Tytuł: Bisu: Ognista Salamandra
Tytuł alternatywny:
---
Autor: Dorota Kuśnierz
Wydawca oryginalny: Yumegari
Wydawca polski: Yumegari
Ilość stron: 176
Data wydania: sierpień 2012
Zanim zacznę opisywać przygody Bisu, chciałabym wam przybliżyć świat przedstawiony w komiksie. Zatem...
Według mitologii i wierzeń skandynawskich, świat składa się z dziewięciu światów umieszczonych na wielkim, jesionowym drzewie, zwanym Yggdrasil. Każdy ze światów jest zamieszkiwany przez inne istoty. Jeden jest królestwem białych elfów, w innym żyją ludzie, w kolejnych spotkać można olbrzymy, krasnoludy czy czarne elfy. Nad wszystkimi króluje Asgard będący siedzibą bogów Asów, do którego jedyną drogą jest most Bifrost z królestwa ognia – Muspelheim. Myślę, że tyle informacji wystarczy na sam początek. Kolejne przyjdą wraz z akcją komiksu. 


„W krajach północnych lata są krótkie, a zimy długie i mroźne. Życie jest ciągłą walą z bezlitosną przyrodą: ze śnieżycami, lodem i przejmującym wiatrem. W dziewięciu światach Yggdrasil panował spokój. Karły pracowały w swoich kuźniach. Olbrzymi w Utgard nie knuli żadnych spisków. Asowie spędzali czas na ucztach w Asgard, zaś Wanowie zgłębiali tajniki pradawnych ksiąg w Vanaheim. Ten pozorny spokój już wkrótce miał zostać zniszczony.”

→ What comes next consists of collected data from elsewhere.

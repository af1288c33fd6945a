use tracing::{debug, warn};

use super::{AuthError, SessionManager};

/// Outcome of a navigation check.
#[derive(Debug, Clone, PartialEq, Eq)]
pub enum GuardDecision {
    Allow,
    /// Denied; the navigator has already been sent to this route.
    Redirect(String),
}

impl GuardDecision {
    pub fn is_allowed(&self) -> bool {
        matches!(self, GuardDecision::Allow)
    }
}

/// Gates navigation to protected views.
#[derive(Clone)]
pub struct RouteGuard {
    session: SessionManager,
}

impl RouteGuard {
    pub fn new(session: SessionManager) -> Self {
        Self { session }
    }

    /// Allow when a usable access token is held; otherwise make one silent
    /// renewal attempt if a refresh token exists. A failed renewal ends the
    /// session.
    pub async fn can_activate(&self, target: &str) -> GuardDecision {
        if self.session.access_token().is_some() {
            return GuardDecision::Allow;
        }

        if self.session.refresh_token().is_none() {
            debug!(target, "No session, redirecting to login");
            return self.deny();
        }

        match self.session.try_restore_session().await {
            Ok(_) => {
                debug!(target, "Session restored for navigation");
                GuardDecision::Allow
            }
            Err(e @ (AuthError::RefreshFailed(_) | AuthError::InvalidCredential(_))) => {
                // The refresh token is dead; drop it so later navigations
                // do not keep replaying it.
                warn!(target, error = %e, "Session could not be renewed, logging out");
                self.session.logout();
                GuardDecision::Redirect(self.session.config().login_route.clone())
            }
            Err(e) => {
                warn!(target, error = %e, "Could not restore session, redirecting to login");
                self.deny()
            }
        }
    }

    fn deny(&self) -> GuardDecision {
        GuardDecision::Redirect(self.session.redirect_to_login())
    }
}
/*
 * Simulation Parameters Module
 *
 * This module defines the live configuration edited through the control
 * panel: which steering behaviors are enabled, their detection radii, and
 * what a click on the canvas places.
 *
 * The panel mutates `SimulationParams` between frames. The physics only ever
 * sees a `Features` snapshot taken once per frame, so a setting can never
 * change halfway through a compute phase.
 */

use std::fs;
use std::ops::RangeInclusive;
use std::path::Path;

use serde::{Deserialize, Serialize};

use crate::error::ConfigError;

// Behavior switches and radii read by the steering rules
#[derive(Debug, Clone, Copy, PartialEq, Eq, Serialize, Deserialize)]
#[serde(default, rename_all = "camelCase")]
pub struct Features {
    pub alignment: bool,
    pub alignment_radius: u32,
    pub cohesion: bool,
    pub cohesion_radius: u32,
    pub repel: bool,
    pub repel_radius: u32,
    pub noise: bool,
    pub wall_detection_range: u32,
    pub evade_wall: bool,
}

impl Default for Features {
    fn default() -> Self {
        Self {
            alignment: true,
            alignment_radius: 40,
            cohesion: true,
            cohesion_radius: 400,
            repel: true,
            repel_radius: 30,
            noise: true,
            wall_detection_range: 50,
            evade_wall: true,
        }
    }
}

impl Features {
    // Every behavior off; a starting point for building focused setups
    pub fn none() -> Self {
        Self {
            alignment: false,
            cohesion: false,
            repel: false,
            noise: false,
            evade_wall: false,
            ..Self::default()
        }
    }

    pub fn from_json_str(json: &str) -> Result<Self, ConfigError> {
        Ok(serde_json::from_str(json)?)
    }

    pub fn from_json_file(path: &Path) -> Result<Self, ConfigError> {
        let json = fs::read_to_string(path).map_err(|source| ConfigError::Io {
            path: path.to_path_buf(),
            source,
        })?;
        Self::from_json_str(&json)
    }

    pub fn to_json_pretty(&self) -> Result<String, ConfigError> {
        Ok(serde_json::to_string_pretty(self)?)
    }
}

// What a click on the canvas creates
#[derive(Debug, Clone, Copy, PartialEq, Eq, Default, Serialize, Deserialize, clap::ValueEnum)]
#[serde(rename_all = "lowercase")]
pub enum PlacementMode {
    #[default]
    Boid,
    Wall,
}

impl PlacementMode {
    pub const ALL: [PlacementMode; 2] = [PlacementMode::Boid, PlacementMode::Wall];

    pub fn label(self) -> &'static str {
        match self {
            PlacementMode::Boid => "boid",
            PlacementMode::Wall => "wall",
        }
    }
}

// Everything the control panel edits
pub struct SimulationParams {
    pub features: Features,
    pub placement: PlacementMode,
    pub show_debug: bool,

    // Internal state for tracking changes
    previous_features: Option<Features>,
}

impl Default for SimulationParams {
    fn default() -> Self {
        Self::new(Features::default(), PlacementMode::default())
    }
}

impl SimulationParams {
    pub fn new(features: Features, placement: PlacementMode) -> Self {
        Self {
            features,
            placement,
            show_debug: false,
            previous_features: None,
        }
    }

    // The immutable per-frame view handed to the physics
    pub fn snapshot(&self) -> Features {
        self.features
    }

    // Remember the current features so the next `detect_changes` can compare
    pub fn take_snapshot(&mut self) {
        self.previous_features = Some(self.features);
    }

    // True when the features differ from the last snapshot
    pub fn detect_changes(&self) -> bool {
        match &self.previous_features {
            Some(previous) => *previous != self.features,
            None => false,
        }
    }

    // Parameter ranges for the UI sliders
    pub fn get_radius_range() -> RangeInclusive<u32> {
        0..=1000
    }

    pub fn get_wall_range_range() -> RangeInclusive<u32> {
        0..=500
    }
}
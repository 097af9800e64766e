/*
 * Application Module
 *
 * This module defines the nannou model and the per-frame update for the
 * boid playground. Each frame:
 * 1. The control panel runs and may change the live parameters
 * 2. An immutable feature snapshot is taken
 * 3. The simulation runs its compute phase, then its commit phase
 * 4. The renderer draws the committed state
 *
 * Clicks and resizes arrive through nannou callbacks between frames, never
 * during a step.
 */

use std::sync::OnceLock;

use nannou::prelude::*;
use nannou_egui::Egui;

use crate::debug::DebugInfo;
use crate::input::{mouse_moved, mouse_pressed, raw_window_event};
use crate::params::{Features, PlacementMode, SimulationParams};
use crate::renderer::view;
use crate::simulation::Simulation;
use crate::ui;
use crate::vector::WorldBounds;

// Startup choices made on the command line
#[derive(Debug, Clone, Default)]
pub struct Settings {
    pub features: Features,
    pub placement: PlacementMode,
    pub seed: Option<u64>,
}

static SETTINGS: OnceLock<Settings> = OnceLock::new();

// Store the startup settings; must run before `nannou::app(model)`.
// Hands the settings back if they were already set.
pub fn configure(settings: Settings) -> Result<(), Settings> {
    SETTINGS.set(settings)
}

// Main model for the application
pub struct Model {
    pub simulation: Simulation,
    pub params: SimulationParams,
    pub egui: Egui,
    pub debug_info: DebugInfo,
    pub mouse_position: Point2,
}

// Initialize the model
pub fn model(app: &App) -> Model {
    let settings = SETTINGS.get().cloned().unwrap_or_default();

    let window_id = app
        .new_window()
        .title("Boids")
        .size(1024, 768)
        .view(view)
        .mouse_moved(mouse_moved)
        .mouse_pressed(mouse_pressed)
        .resized(resized)
        .raw_event(raw_window_event)
        .build()
        .expect("Failed to create window");

    let window = app.window(window_id).expect("Window vanished after creation");
    let egui = Egui::from_window(&window);

    let window_rect = window.rect();
    let bounds = WorldBounds::new(window_rect.w(), window_rect.h());
    log::info!(
        "Window opened at {:.0}x{:.0}, placement mode '{}'",
        bounds.width,
        bounds.height,
        settings.placement.label()
    );

    Model {
        simulation: Simulation::new(bounds, settings.seed),
        params: SimulationParams::new(settings.features, settings.placement),
        egui,
        debug_info: DebugInfo::default(),
        mouse_position: Point2::ZERO,
    }
}

// Update the model
pub fn update(app: &App, model: &mut Model, update: Update) {
    model.debug_info.fps = app.fps();
    model.debug_info.frame_time = update.since_last;
    model.egui.set_elapsed_time(update.since_start);

    if ui::update_ui(&mut model.egui, &mut model.params, &model.debug_info) {
        log::debug!("Features changed: {:?}", model.params.features);
    }

    // The physics sees this copy for the whole frame
    let features = model.params.snapshot();
    model.simulation.step(&features);

    model.debug_info.frames = model.simulation.frame();
    model.debug_info.boid_count = model.simulation.boids().len();
    model.debug_info.wall_count = model.simulation.walls().len();
}

// Window resize handler; the world always matches the window
pub fn resized(_app: &App, model: &mut Model, size: Vec2) {
    model.simulation.resize(size.x, size.y);
}
/*
 * Screen Module
 *
 * nannou puts the origin at the window center with y pointing up. The
 * simulation lives on [0, width) x [0, height) with the origin at the
 * top-left corner and y pointing down, like a canvas.
 */

use nannou::prelude::*;

// Convert a window point to world coordinates
pub fn screen_to_world(point: Point2, window_rect: Rect) -> Point2 {
    pt2(point.x - window_rect.left(), window_rect.top() - point.y)
}

// Convert a world point to window coordinates
pub fn world_to_screen(point: Point2, window_rect: Rect) -> Point2 {
    pt2(window_rect.left() + point.x, window_rect.top() - point.y)
}

// World directions flip their y component on screen
pub fn direction_to_screen(direction: Vec2) -> Vec2 {
    vec2(direction.x, -direction.y)
}
/*
 * Input Module
 *
 * Mouse handling: clicks on the canvas place a boid or a wall depending on
 * the palette, clicks on the control panel are left to egui.
 */

use nannou::prelude::*;
use nannou::winit::event::{MouseButton, WindowEvent};

use crate::app::Model;
use crate::screen;

// Mouse moved event handler
pub fn mouse_moved(_app: &App, model: &mut Model, pos: Point2) {
    model.mouse_position = pos;
}

// Mouse pressed event handler
pub fn mouse_pressed(app: &App, model: &mut Model, button: MouseButton) {
    if button != MouseButton::Left {
        return;
    }

    // The panel consumes its own clicks
    if model.egui.ctx().is_pointer_over_area() {
        return;
    }

    // Wrapped onto the plane by the simulation
    let world_pos = screen::screen_to_world(model.mouse_position, app.window_rect());
    model.simulation.place(model.params.placement, world_pos);
}

// Handle raw window events for egui
pub fn raw_window_event(_app: &App, model: &mut Model, event: &WindowEvent) {
    model.egui.handle_raw_event(event);
}
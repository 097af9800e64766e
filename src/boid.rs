/*
 * Boid Module
 *
 * A boid moves at unit speed on the toroidal plane. Its heading is double
 * buffered: `velocity` is what the rest of the flock sees this frame, and
 * `pending_velocity` is what the steering rules decided for the next one.
 * `commit` swaps the pending heading in and advances the position.
 */

use nannou::prelude::*;
use rand::Rng;
use std::f32::consts::TAU;

use crate::vector::{self, WorldBounds};

#[derive(Debug, Clone, PartialEq)]
pub struct Boid {
    pub position: Point2,
    pub velocity: Vec2,
    pub pending_velocity: Vec2,
    // Angle drawn at spawn time; informational only
    pub heading: f32,
}

impl Boid {
    // Create a boid with a random initial heading
    pub fn spawn<R: Rng + ?Sized>(x: f32, y: f32, rng: &mut R) -> Self {
        let heading = rng.gen_range(0.0..TAU);
        let velocity = vector::random_unit(rng);

        Self {
            position: pt2(x, y),
            velocity,
            pending_velocity: velocity,
            heading,
        }
    }

    // Create a boid moving in a chosen direction. The direction is normalized.
    pub fn with_velocity<R: Rng + ?Sized>(position: Point2, velocity: Vec2, rng: &mut R) -> Self {
        let velocity = vector::normalize(velocity, rng);

        Self {
            position,
            velocity,
            pending_velocity: velocity,
            heading: velocity.y.atan2(velocity.x),
        }
    }

    // Adopt the pending heading, move one unit along it and wrap.
    // Only valid once every boid's pending heading for the frame is computed.
    pub fn commit(&mut self, bounds: &WorldBounds) {
        self.velocity = self.pending_velocity;
        self.position = bounds.wrap(self.position + self.velocity);
    }
}
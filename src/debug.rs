/*
 * Debug Information Module
 *
 * Frame statistics shown in the control panel and the debug overlay.
 */

use std::time::Duration;

#[derive(Debug, Clone, Copy, Default)]
pub struct DebugInfo {
    pub fps: f32,
    pub frame_time: Duration,
    pub frames: u64,
    pub boid_count: usize,
    pub wall_count: usize,
}

impl DebugInfo {
    pub fn frame_time_ms(&self) -> f64 {
        self.frame_time.as_secs_f64() * 1000.0
    }
}
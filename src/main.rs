/*
 * Boid Playground
 *
 * Click to place boids or walls (pick which in the "Palette" section of the
 * panel) and toggle the flocking behaviors live in the "Features" section.
 */

use std::path::PathBuf;

use anyhow::{Context, Result};
use clap::Parser;

use flockbox::app::{self, Settings};
use flockbox::{Features, PlacementMode};

#[derive(Parser, Debug)]
#[command(author, version, about = "Interactive boid flocking on a wrap-around plane", long_about = None)]
struct Args {
    /// JSON file with initial feature settings (camelCase keys, missing keys use defaults)
    #[arg(short, long)]
    config: Option<PathBuf>,

    /// What a click places when the app starts
    #[arg(short, long, value_enum, default_value_t = PlacementMode::Boid)]
    placement: PlacementMode,

    /// Seed for every random draw, for repeatable runs
    #[arg(short, long)]
    seed: Option<u64>,

    /// Enable debug logging
    #[arg(short, long)]
    debug: bool,

    /// Print the effective feature settings as JSON and exit
    #[arg(long)]
    print_config: bool,
}

// `--debug` picks the base level; directives in the environment are applied
// after it, so `RUST_LOG` still wins
fn logger(debug: bool, env: env_logger::Env<'_>) -> env_logger::Builder {
    let level = if debug {
        log::LevelFilter::Debug
    } else {
        log::LevelFilter::Info
    };

    let mut builder = env_logger::Builder::new();
    builder.filter_level(level).parse_env(env);
    builder
}

fn main() -> Result<()> {
    let args = Args::parse();

    logger(args.debug, env_logger::Env::default()).init();

    let features = match &args.config {
        Some(path) => Features::from_json_file(path)
            .with_context(|| format!("Failed to load features from {}", path.display()))?,
        None => Features::default(),
    };

    if args.print_config {
        println!("{}", features.to_json_pretty()?);
        return Ok(());
    }

    log::info!("Boid playground starting...");
    log::info!("Features: {:?}", features);
    if let Some(seed) = args.seed {
        log::info!("Seed: {}", seed);
    }

    app::configure(Settings {
        features,
        placement: args.placement,
        seed: args.seed,
    })
    .map_err(|_| anyhow::anyhow!("Settings were already configured"))?;

    nannou::app(app::model).update(app::update).run();

    Ok(())
}

#[cfg(test)]
mod tests {
    use super::*;

    #[test]
    fn flag_sets_the_base_level() {
        let unset = || env_logger::Env::new().filter("FLOCKBOX_TEST_LOG_UNSET");
        assert_eq!(logger(false, unset()).build().filter(), log::LevelFilter::Info);
        assert_eq!(logger(true, unset()).build().filter(), log::LevelFilter::Debug);
    }

    #[test]
    fn environment_overrides_the_flag() {
        std::env::set_var("FLOCKBOX_TEST_LOG_TRACE", "trace");
        let env = env_logger::Env::new().filter("FLOCKBOX_TEST_LOG_TRACE");
        assert_eq!(logger(false, env).build().filter(), log::LevelFilter::Trace);

        std::env::set_var("FLOCKBOX_TEST_LOG_WARN", "warn");
        let env = env_logger::Env::new().filter("FLOCKBOX_TEST_LOG_WARN");
        assert_eq!(logger(true, env).build().filter(), log::LevelFilter::Warn);
    }
}
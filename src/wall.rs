/*
 * Wall Module
 *
 * Walls are static point obstacles placed by the user. They never move and
 * are never removed; boids steer away from the ones they can detect.
 */

use nannou::prelude::*;

#[derive(Debug, Clone, Copy, PartialEq)]
pub struct Wall {
    position: Point2,
}

impl Wall {
    pub fn place(x: f32, y: f32) -> Self {
        Self { position: pt2(x, y) }
    }

    pub fn position(&self) -> Point2 {
        self.position
    }
}
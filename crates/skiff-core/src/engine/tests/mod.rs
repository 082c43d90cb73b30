use super::*;
use crate::clock::ManualClock;
use crate::message::MetadataValue;

mod common;
use common::*;

mod dlq;
mod reserve;
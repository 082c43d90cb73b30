use super::*;

#[test]
fn reserve_leases_message_and_counts_attempt() {
    let (mut engine, _clock) = test_engine();
    let msg = enqueue(&mut engine, "orders", b"p1");

    let reserved = engine
        .reserve("orders", Some(Duration::from_secs(10)))
        .unwrap()
        .expect("message should be eligible");

    assert_eq!(reserved.id, msg.id);
    assert_eq!(reserved.attempts, 1);
    assert_eq!(reserved.ack_deadline, Some(T0 + 10_000));
    assert!(!msg.is_inflight());
    assert!(reserved.is_inflight());
    assert_state(&engine, &msg.id, State::Inflight);
}

#[test]
fn reserve_uses_default_ack_timeout() {
    let (mut engine, _clock) = test_engine();
    enqueue(&mut engine, "orders", b"p1");

    let reserved = reserve_some(&mut engine, "orders");
    assert_eq!(
        engine.config().default_ack_timeout(),
        Duration::from_millis(EngineConfig::DEFAULT_ACK_TIMEOUT_MS)
    );
    assert_eq!(
        reserved.ack_deadline,
        Some(T0 + EngineConfig::DEFAULT_ACK_TIMEOUT_MS)
    );
}

#[test]
fn reserve_unknown_topic_returns_none() {
    let (mut engine, _clock) = test_engine();
    assert_eq!(engine.reserve("never-used", None).unwrap(), None);
}

#[test]
fn reserve_empty_topic_name_is_invalid() {
    let (mut engine, _clock) = test_engine();
    let err = engine.reserve("", None).unwrap_err();
    assert!(matches!(err, QueueError::InvalidArgument(_)), "got {err:?}");
}

#[test]
fn reserve_zero_ack_timeout_is_invalid() {
    let (mut engine, _clock) = test_engine();
    let msg = enqueue(&mut engine, "orders", b"p1");

    let err = engine.reserve("orders", Some(Duration::ZERO)).unwrap_err();
    assert!(matches!(err, QueueError::InvalidArgument(_)), "got {err:?}");
    // The failed call must not have leased anything
    assert_state(&engine, &msg.id, State::Pending);
}

#[test]
fn reserve_sub_millisecond_ack_timeout_is_invalid() {
    let (mut engine, _clock) = test_engine();
    let msg = enqueue(&mut engine, "orders", b"p1");

    let err = engine
        .reserve("orders", Some(Duration::from_micros(500)))
        .unwrap_err();
    assert!(matches!(err, QueueError::InvalidArgument(_)), "got {err:?}");
    assert_state(&engine, &msg.id, State::Pending);

    // Without the clock moving, a valid lease is not handed out again
    let reserved = engine
        .reserve("orders", Some(Duration::from_millis(1)))
        .unwrap()
        .unwrap();
    assert_eq!(reserved.ack_deadline, Some(T0 + 1));
    assert!(engine.reserve("orders", None).unwrap().is_none());
}

#[test]
fn reserve_does_not_return_same_message_twice() {
    let (mut engine, _clock) = test_engine();
    enqueue(&mut engine, "orders", b"p1");

    reserve_some(&mut engine, "orders");
    assert_eq!(engine.reserve("orders", None).unwrap(), None);
}

#[test]
fn delayed_message_becomes_eligible_after_delay() {
    // enqueue with delay 10 → reserve is empty → advance ≥ 10 → reserve returns it
    let (mut engine, clock) = test_engine();
    let msg = engine
        .enqueue(
            "t",
            b"P".to_vec(),
            EnqueueOptions::default().delay(Duration::from_millis(10)),
        )
        .unwrap();

    assert_eq!(engine.reserve("t", None).unwrap(), None);

    clock.advance(Duration::from_millis(9));
    assert_eq!(engine.reserve("t", None).unwrap(), None);

    clock.advance(Duration::from_millis(1));
    let reserved = reserve_some(&mut engine, "t");
    assert_eq!(reserved.id, msg.id);
    assert_eq!(reserved.payload, b"P");
}

#[test]
fn delayed_head_blocks_nothing_behind_it_that_is_later() {
    let (mut engine, clock) = test_engine();
    engine
        .enqueue(
            "t",
            b"late".to_vec(),
            EnqueueOptions::default().delay(Duration::from_millis(50)),
        )
        .unwrap();
    let early = engine
        .enqueue(
            "t",
            b"early".to_vec(),
            EnqueueOptions::default().delay(Duration::from_millis(20)),
        )
        .unwrap();

    clock.advance(Duration::from_millis(30));
    let reserved = reserve_some(&mut engine, "t");
    assert_eq!(reserved.id, early.id);
    assert_eq!(engine.reserve("t", None).unwrap(), None);
}

#[test]
fn earlier_available_at_is_reserved_first() {
    let (mut engine, clock) = test_engine();
    let later = engine
        .enqueue(
            "t",
            b"2".to_vec(),
            EnqueueOptions::default().delay(Duration::from_millis(5)),
        )
        .unwrap();
    let sooner = engine
        .enqueue(
            "t",
            b"1".to_vec(),
            EnqueueOptions::default().delay(Duration::from_millis(1)),
        )
        .unwrap();

    clock.advance(Duration::from_millis(10));
    assert_eq!(reserve_some(&mut engine, "t").id, sooner.id);
    assert_eq!(reserve_some(&mut engine, "t").id, later.id);
}

#[test]
fn equal_available_at_is_fifo() {
    let (mut engine, _clock) = test_engine();
    let ids: Vec<MessageId> = (0..5)
        .map(|i| enqueue(&mut engine, "t", &[i]).id)
        .collect();

    let reserved: Vec<MessageId> = (0..5).map(|_| reserve_some(&mut engine, "t").id).collect();
    assert_eq!(reserved, ids);
}

#[test]
fn topics_are_independent() {
    let (mut engine, _clock) = test_engine();
    let a = enqueue(&mut engine, "a", b"a");
    let b = enqueue(&mut engine, "b", b"b");

    assert_eq!(reserve_some(&mut engine, "b").id, b.id);
    assert_eq!(engine.reserve("b", None).unwrap(), None);
    assert_eq!(reserve_some(&mut engine, "a").id, a.id);
}

#[test]
fn requeued_message_goes_behind_newer_same_instant_message() {
    let (mut engine, _clock) = test_engine();
    let first = enqueue(&mut engine, "t", b"first");
    let reserved = reserve_some(&mut engine, "t");
    assert_eq!(reserved.id, first.id);

    // Enqueued at the same instant the nack will reschedule `first` to
    let second = enqueue(&mut engine, "t", b"second");
    engine.nack(&first.id, NackOptions::default()).unwrap();

    assert_eq!(reserve_some(&mut engine, "t").id, second.id);
    assert_eq!(reserve_some(&mut engine, "t").id, first.id);
}
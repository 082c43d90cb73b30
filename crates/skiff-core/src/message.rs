use std::collections::HashMap;

use serde::{Deserialize, Serialize};
use uuid::Uuid;

use crate::clock::Timestamp;

pub type MessageId = Uuid;

/// A metadata value attached to a message at enqueue time.
#[derive(Debug, Clone, Serialize, Deserialize, PartialEq)]
#[serde(untagged)]
pub enum MetadataValue {
    Bool(bool),
    Int(i64),
    Float(f64),
    String(String),
}

impl From<&str> for MetadataValue {
    fn from(value: &str) -> Self {
        MetadataValue::String(value.to_string())
    }
}

impl From<String> for MetadataValue {
    fn from(value: String) -> Self {
        MetadataValue::String(value)
    }
}

impl From<i64> for MetadataValue {
    fn from(value: i64) -> Self {
        MetadataValue::Int(value)
    }
}

impl From<f64> for MetadataValue {
    fn from(value: f64) -> Self {
        MetadataValue::Float(value)
    }
}

impl From<bool> for MetadataValue {
    fn from(value: bool) -> Self {
        MetadataValue::Bool(value)
    }
}

/// Core message record. The engine keeps exactly one of these per live
/// message; callers receive clones.
#[derive(Debug, Clone, Serialize, Deserialize, PartialEq)]
pub struct Message {
    pub id: MessageId,
    pub topic: String,
    pub payload: Vec<u8>,
    pub attempts: u32,
    pub max_attempts: u32,
    pub created_at: Timestamp,
    pub available_at: Timestamp,
    /// Set iff the message is currently reserved.
    pub ack_deadline: Option<Timestamp>,
    pub metadata: HashMap<String, MetadataValue>,
    pub last_error: Option<String>,
}

impl Message {
    /// Generate a new UUIDv7 message ID.
    pub fn new_id() -> MessageId {
        Uuid::now_v7()
    }

    pub fn is_inflight(&self) -> bool {
        self.ack_deadline.is_some()
    }

    pub fn attempts_exhausted(&self) -> bool {
        self.attempts >= self.max_attempts
    }
}

/// Why a message ended up in the dead-letter store.
#[derive(Debug, Clone, Copy, Serialize, Deserialize, PartialEq, Eq)]
#[serde(rename_all = "snake_case")]
pub enum DeadLetterReason {
    /// Consumer nacked with `requeue = false`.
    Rejected,
    /// Consumer nacked after the last allowed attempt.
    RetriesExhausted,
    /// The lease timed out after the last allowed attempt.
    LeaseExpired,
}

/// Terminal record of a message that failed permanently.
#[derive(Debug, Clone, Serialize, Deserialize, PartialEq)]
pub struct DeadLetterMessage {
    pub id: MessageId,
    pub topic: String,
    pub payload: Vec<u8>,
    pub attempts: u32,
    pub max_attempts: u32,
    pub metadata: HashMap<String, MetadataValue>,
    pub created_at: Timestamp,
    pub last_error: Option<String>,
    pub failed_at: Timestamp,
    pub reason: DeadLetterReason,
}

impl DeadLetterMessage {
    pub(crate) fn from_message(
        message: Message,
        failed_at: Timestamp,
        reason: DeadLetterReason,
    ) -> Self {
        Self {
            id: message.id,
            topic: message.topic,
            payload: message.payload,
            attempts: message.attempts,
            max_attempts: message.max_attempts,
            metadata: message.metadata,
            created_at: message.created_at,
            last_error: message.last_error,
            failed_at,
            reason,
        }
    }
}

/// Trim and lower-case a topic name. Fails on names that are empty after trimming.
pub fn normalize_topic(topic: &str) -> crate::error::Result<String> {
    let normalized = topic.trim().to_lowercase();
    if normalized.is_empty() {
        return Err(crate::error::QueueError::InvalidArgument(
            "topic must not be empty".into(),
        ));
    }
    Ok(normalized)
}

Bisu jest posłańcem Freyi (bogini płodności, miłości, wegetacji oraz magii sedir (o tej magii w innych tomikach :3)). Przemierza światy w poszukiwaniu demonów, ale nie byle jakich... Jego zadaniem jest poskromić wszystkie diabły z naszynika Brisingamen należącego do owej bogini. Oddany sługa bez narzekań wypełnia swoją misję i wpada na trop ogra – jednego z naszyjnikowych koszmarów. Po drodze wpada na gang dość dokuczliwych trolli. Szybko rozprawia się z nimi i dalej rusza śladem ogra. Te prowadzą do królestwa krasnoludów – Nidavellie, a dokładnie do ich kopalni. Ognistą salamandrę czeka ciekawa wycieczka krajoznawcza, jedynym problemem są wielkie góry śniegu.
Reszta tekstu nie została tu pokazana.